Se dejan ver, les encanta ser personajes de alto perfil, se codean con empresarios y políticos conocidos. Se promueven con éxito envidiable para reuniones y mesas redondas sobre los temas del momento, en los que suelen hablar con verdades incómodas, frases taquilleras, acusaciones flamígeras, acompañadas de datos y cifras apantalladoras. Se presentan a sí mismos como voces ingobernables, con una rebeldía calculada e informada, capaces de suscitar el aplauso facilón en las graderías, de agradar en el ánimo decaído o escéptico de de muchos que “no-se atreven-a- decir- la- verdad”. Son los nuevos sacerdotes o sacerdotisas de pseudointelectuales, pseudoacadémicos y pseudoelites a las que les gustaría ser como ellos pero no pueden. Esta figuras y sus prácticas habitan el paisaje contemporáneo de la opinión pública mexicana, y junto a un ejército de charlatanes, opinadores mediocres, gacetilleros profesionales o de ocasión, periodistas profesionales, intelectuales serios y académicos que buscan abierta o discretamente a la fama (esa “dama fatal” de Jaime López), las nuevas elites mediáticas fabrican imposturas, venden verdades al vapor, confeccionan un catálogo de denuncias, problemas y fatalidades junto a un recetario de lugares comunes, antídotos contra la depresión, prácticas imposibles, utopías al mayoreo.

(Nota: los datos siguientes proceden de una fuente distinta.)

//! `archive-admin copy-proposed-kernel`: copy the packages named by kernel
//! SRU tracking bugs from their build archive into `-proposed`.
//!
//! Both ends come from kernel-series routing: the primary `build` target is
//! copied from and the primary `proposed` target copied to.

use std::process;

use anyhow::{Context, Result, anyhow};
use clap::Args;
use tracing::{info, warn};

use super::kernel_routing::find_series;
use super::{confirm, connect, fail, find_source};
use crate::cli::Cli;
use crate::color::ColorScheme;
use crate::kernel::{KernelSeries, KernelSruBug, RouteTarget, process_sru_bug, series};
use crate::launchpad::{Archive, ArchiveReference, CopyRequest, LaunchpadApi, Pocket};

#[derive(Debug, Clone, Args)]
pub struct CopyProposedKernelArgs {
  /// Tracking bug numbers
  #[arg(required = true, value_name = "BUG")]
  pub bugs: Vec<u64>,

  /// Copy even when the source task and the title name different packages
  #[arg(long)]
  pub no_name_check: bool,
}

/// Copies for one tracking bug.
#[derive(Debug)]
pub struct KernelCopyPlan {
  pub from: RouteTarget,
  pub to: RouteTarget,
  pub destination: Archive,
  pub copies: Vec<CopyRequest>,
  /// Packages from the prepare list not found in the build archive.
  pub missing: Vec<String>,
}

/// Whether a tracker can be copied straight away.
#[derive(Debug, Clone, Copy, PartialEq, Eq)]
pub enum CopyGate {
  Proceed,
  /// The source task and the title disagree; skipped unless `--no-name-check`.
  NameMismatch,
  /// Only meta packages are listed; needs confirmation.
  MetaOnly,
}

pub fn copy_gate(tracker: &KernelSruBug, args: &CopyProposedKernelArgs) -> CopyGate {
  if tracker.name_mismatch && !args.no_name_check {
    CopyGate::NameMismatch
  } else if tracker.meta_only {
    CopyGate::MetaOnly
  } else {
    CopyGate::Proceed
  }
}

fn route(ks: &KernelSeries, tracker: &KernelSruBug, destination: &str) -> Result<RouteTarget> {
  let series = find_series(ks, &tracker.release)
    .ok_or_else(|| anyhow!("{}: series not in kernel-series", tracker.release))?;
  let source = series
    .lookup_source(&tracker.source)
    .ok_or_else(|| anyhow!("{}: source not in kernel-series for {}", tracker.source, tracker.release))?;
  let routing = source
    .routing()?
    .ok_or_else(|| anyhow!("{source}: routing disabled"))?;
  routing
    .primary_destination(destination)
    .cloned()
    .ok_or_else(|| anyhow!("{source}: no {destination} route"))
}

/// Resolve the build and proposed routes and the newest build of every
/// package in the prepare list.
pub async fn plan_kernel_copy(
  api: &dyn LaunchpadApi,
  ks: &KernelSeries,
  tracker: &KernelSruBug,
) -> Result<KernelCopyPlan> {
  let from = route(ks, tracker, "build")?;
  let to = route(ks, tracker, "proposed")?;

  let from_reference = ArchiveReference::parse(from.archive())?;
  let from_pocket: Pocket = from.pocket().parse()?;
  let to_reference = ArchiveReference::parse(to.archive())?;
  let to_pocket: Pocket = to.pocket().parse()?;

  let from_archive = api
    .get_archive(&from_reference)
    .await
    .with_context(|| format!("Failed to find build archive {from_reference}"))?;
  let destination = api
    .get_archive(&to_reference)
    .await
    .with_context(|| format!("Failed to find destination archive {to_reference}"))?;
  let series = api
    .get_series(from_reference.distribution(), &tracker.release)
    .await
    .with_context(|| format!("Failed to find series {}", tracker.release))?;

  let mut copies = Vec::new();
  let mut missing = Vec::new();
  for package in &tracker.packages {
    let Some(publication) = find_source(api, &from_archive, &series, from_pocket, package, None).await? else {
      warn!("{package} not found in {from_reference} {}", tracker.release);
      missing.push(package.clone());
      continue;
    };
    copies.push(CopyRequest {
      source_name: publication.source_package_name,
      version: publication.source_package_version,
      from_archive_link: from_archive.self_link.clone(),
      to_series: Some(tracker.release.clone()),
      to_pocket,
      include_binaries: true,
      unembargo: from_archive.private && !destination.private,
      auto_approve: true,
    });
  }

  Ok(KernelCopyPlan {
    from,
    to,
    destination,
    copies,
    missing,
  })
}

pub async fn execute_kernel_copy(api: &dyn LaunchpadApi, plan: &KernelCopyPlan) -> Result<()> {
  for request in &plan.copies {
    api
      .copy_package(&plan.destination, request)
      .await
      .with_context(|| format!("Failed to copy {} {}", request.source_name, request.version))?;
    info!("Copied {} {} to {}", request.source_name, request.version, plan.to.archive());
  }
  Ok(())
}

pub(crate) async fn handle_copy_proposed_kernel_command(
  args: &CopyProposedKernelArgs,
  cli: &Cli,
  colors: &ColorScheme,
) {
  let client = connect(cli, colors);
  let ks = match series::load(&cli.launchpad.kernel_series_source()).await {
    Ok(ks) => ks,
    Err(e) => fail(colors, "Failed to load kernel-series", e, 1),
  };

  let mut failed = false;
  for &bug in &args.bugs {
    let tracker = match process_sru_bug(&client, bug).await {
      Ok(Some(tracker)) => tracker,
      Ok(None) => continue,
      Err(e) => {
        eprintln!("{} LP: #{bug}: {e:#}", colors.error("✗"));
        failed = true;
        continue;
      }
    };

    let gate = copy_gate(&tracker, args);
    if gate == CopyGate::NameMismatch {
      eprintln!(
        "{} LP: #{bug}: source task {} does not match {}; use --no-name-check to copy anyway",
        colors.warning("⚠"),
        tracker.source,
        tracker.package
      );
      failed = true;
      continue;
    }

    let plan = match plan_kernel_copy(&client, &ks, &tracker).await {
      Ok(plan) => plan,
      Err(e) => {
        eprintln!("{} LP: #{bug}: {e:#}", colors.error("✗"));
        failed = true;
        continue;
      }
    };

    println!(
      "{} LP: #{} {} {} {} → {}",
      colors.progress("→"),
      colors.number(bug),
      colors.emphasis(&tracker.package),
      tracker.version,
      plan.from.archive(),
      plan.to.archive()
    );
    for request in &plan.copies {
      println!("  {} {}", request.source_name, colors.number(&request.version));
    }
    for package in &plan.missing {
      println!("  {} {package} missing", colors.warning("⚠"));
    }

    if cli.behavior.dry_run {
      continue;
    }
    if gate == CopyGate::MetaOnly
      && !cli.behavior.yes
      && !confirm(&format!("LP: #{bug} only lists meta packages. Copy anyway?"))
    {
      continue;
    }

    if let Err(e) = execute_kernel_copy(&client, &plan).await {
      eprintln!("{} LP: #{bug}: {e:#}", colors.error("✗"));
      failed = true;
    }
  }

  if failed {
    process::exit(1);
  }
}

Estas elites pontifican con un tufillo de superioridad moral difícil de ocultar. Por su posición económica o social, forman parte de la zona exquisita de la intelectualidad nice del país, y se asumen como diferentes respecto de muchos otros. Aunque la palabra “elite” sea de suyo problemática, supone algo parecido a la cúspide del poder mediático, económico o político, a posiciones de dominio público y privado, de influencia precisa en decisiones, posiciones o formulación de intereses u opiniones. Pero la mejor definición de elite que conozco es la que leí alguna vez de un libro del sociólogo norteamericano Charles Wright Mills (en La élite del poder): “son todo lo que nosotros jamás podremos ser”. Esas elites acusan, se enojan, critican, pero también ganan o conservan fama, prestigio, dinero, autoridad, sobre todo en épocas de desencanto y desilusión política y económica. Contra las prácticas de las elites del siglo XIX o principios del XX , que eran fielmente celosas de su intimidad y privacía, los miembros de las nuevas elites desean ser escuchados y vistos, que sus prédicas y críticas sean conocidas, que sus caras y voces sean referencia pública. Son los intelectuales y académicos que forman el exclusivo club de los más vendidos o leídos, junto con los mercanchifles de los programas y publicaciones dedicadas a los chismes del mundillo del espectáculo, los que forman la nueva camada de voces que desde el filo del acantilado forman o interpretan los ecos de una sociedad convulsiva, pero cuyos usos y costumbres cotidianos parecen brutalmente lejanos a los que tratan de hablar por ellos, justamente como la distancia abismal que hay entre la indignación moral de algunos y el orden social y político de todos los días.